The Sugar future is currently trading at $19.4 following the release of EIA Short-Term Energy Outlook data from the United States.
While price action maintains a negative bias, United States ISM Non-Manufacturing PMI (Nov) came out at 56.5, while a consensus of analysts was expecting 53.3. United States Trade Balance (Oct) released today at 13:30 UTC with a figure of -78.2 billion, while the previous figure was -74.1 billion. United States Exports data released today at 13:30 UTC showed continuing decline to 256.6 billion from a previous figure of 258.5 billion.
With regards to technical trend indicators, chart analysis show that Sugar made an initial break below its 21 day Simple Moving Average at $19.55, a possible indication of a forthcoming negative trend. Analysis based on the asset volatility indicates that Sugar's lower Bollinger Band® is at $19, indicating that the asset has overextended to the downside and could, therefore, bounce back as buyers look for bargains.
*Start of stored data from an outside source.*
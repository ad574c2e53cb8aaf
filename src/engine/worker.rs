//! Worker pool and watchdog.
//!
//! Workers are interchangeable tasks pulling job ids off one shared queue.
//! They hold nothing between jobs: each id is handed to
//! `Orchestrator::run_job`, which reloads the job from the store.

use std::sync::Arc;
use std::time::Duration;

use anyhow::Result;
use tokio::sync::{Mutex, mpsc};
use tokio::task::JoinHandle;
use tokio_util::sync::CancellationToken;
use tracing::{debug, error, info, warn};
use uuid::Uuid;

use super::orchestrator::Orchestrator;

pub type JobReceiver = mpsc::UnboundedReceiver<Uuid>;

/// The queue the orchestrator pushes job ids into.
pub fn job_queue() -> (mpsc::UnboundedSender<Uuid>, JobReceiver) {
    mpsc::unbounded_channel()
}

pub struct WorkerPool {
    orchestrator: Arc<Orchestrator>,
    receiver: Arc<Mutex<JobReceiver>>,
    workers: usize,
    watchdog_interval: Duration,
    shutdown: CancellationToken,
}

/// Running pool; dropping it does not stop the tasks, `shutdown` does.
pub struct WorkerHandle {
    shutdown: CancellationToken,
    tasks: Vec<JoinHandle<()>>,
}

impl WorkerPool {
    pub fn new(orchestrator: Arc<Orchestrator>, receiver: JobReceiver) -> Self {
        let config = orchestrator.config();
        Self {
            workers: config.workers.max(1),
            watchdog_interval: config.watchdog_interval,
            orchestrator,
            receiver: Arc::new(Mutex::new(receiver)),
            shutdown: CancellationToken::new(),
        }
    }

    /// Re-queue every job that was not terminal when the engine last
    /// stopped. Returns how many were queued.
    pub async fn resume(&self) -> Result<usize> {
        let active = self.orchestrator.db().call(|db| db.list_active_jobs()).await?;
        for job in &active {
            debug!(job_id = %job.id, status = %job.status, "Resuming job");
            self.orchestrator.enqueue(job.id);
        }
        if !active.is_empty() {
            info!(count = active.len(), "Resumed unfinished jobs");
        }
        Ok(active.len())
    }

    /// Spawn the workers and the watchdog.
    pub fn start(self) -> WorkerHandle {
        let mut tasks = Vec::with_capacity(self.workers + 1);
        for worker_id in 0..self.workers {
            tasks.push(tokio::spawn(worker_loop(
                worker_id,
                self.orchestrator.clone(),
                self.receiver.clone(),
                self.shutdown.clone(),
            )));
        }
        tasks.push(tokio::spawn(watchdog_loop(
            self.orchestrator.clone(),
            self.watchdog_interval,
            self.shutdown.clone(),
        )));
        info!(workers = self.workers, "Worker pool started");
        WorkerHandle {
            shutdown: self.shutdown,
            tasks,
        }
    }
}

impl WorkerHandle {
    /// Stop taking new jobs and wait for the tasks to exit. A job in flight
    /// is abandoned where it stands and resumes on the next start.
    pub async fn shutdown(self) {
        self.shutdown.cancel();
        for task in self.tasks {
            if let Err(e) = task.await
                && !e.is_cancelled()
            {
                error!(error = %e, "Worker task panicked");
            }
        }
        info!("Worker pool stopped");
    }
}

async fn worker_loop(
    worker_id: usize,
    orchestrator: Arc<Orchestrator>,
    receiver: Arc<Mutex<JobReceiver>>,
    shutdown: CancellationToken,
) {
    loop {
        let next = tokio::select! {
            _ = shutdown.cancelled() => None,
            id = async { receiver.lock().await.recv().await } => id,
        };
        let Some(job_id) = next else {
            debug!(worker_id, "Worker exiting");
            return;
        };

        tokio::select! {
            _ = shutdown.cancelled() => {
                warn!(worker_id, job_id = %job_id, "Shutdown while running job");
                return;
            }
            result = orchestrator.run_job(job_id) => match result {
                Ok(status) => debug!(worker_id, job_id = %job_id, %status, "Worker finished job"),
                Err(e) => error!(worker_id, job_id = %job_id, error = %e, "Job run failed"),
            },
        }
    }
}

async fn watchdog_loop(orchestrator: Arc<Orchestrator>, every: Duration, shutdown: CancellationToken) {
    let mut ticker = tokio::time::interval(every);
    ticker.tick().await;
    loop {
        tokio::select! {
            _ = shutdown.cancelled() => return,
            _ = ticker.tick() => {
                match orchestrator.watchdog_scan().await {
                    Ok(ids) if !ids.is_empty() => warn!(count = ids.len(), "Watchdog timed out jobs"),
                    Ok(_) => {}
                    Err(e) => error!(error = %e, "Watchdog scan failed"),
                }
            }
        }
    }
}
As the trading day comes to an end, chart analysis indicates Sugar could begin to recover as it approaches significant support, now 15 cents away from $19.4. Dipping below could be an indication that further losses are ahead.
All in all, the technical analysis suggests the ICE Sugar future has no clear-cut direction.
Positive performances can be seen by looking at other Softs markets as having closed the previous session at $162.6, Coffee is up 0.86% today to currently trade at around $164.
Some optimism can drawn from the fact that United States Crude Oil Inventories is projected to outperform its last figure with -3.88 million. It previously stood at -12.58 million; data will be released tomorrow at 15:30 UTC.
The Sugar future reached a significant high of $20.29 around 21 days ago but has lost 3.65% since then.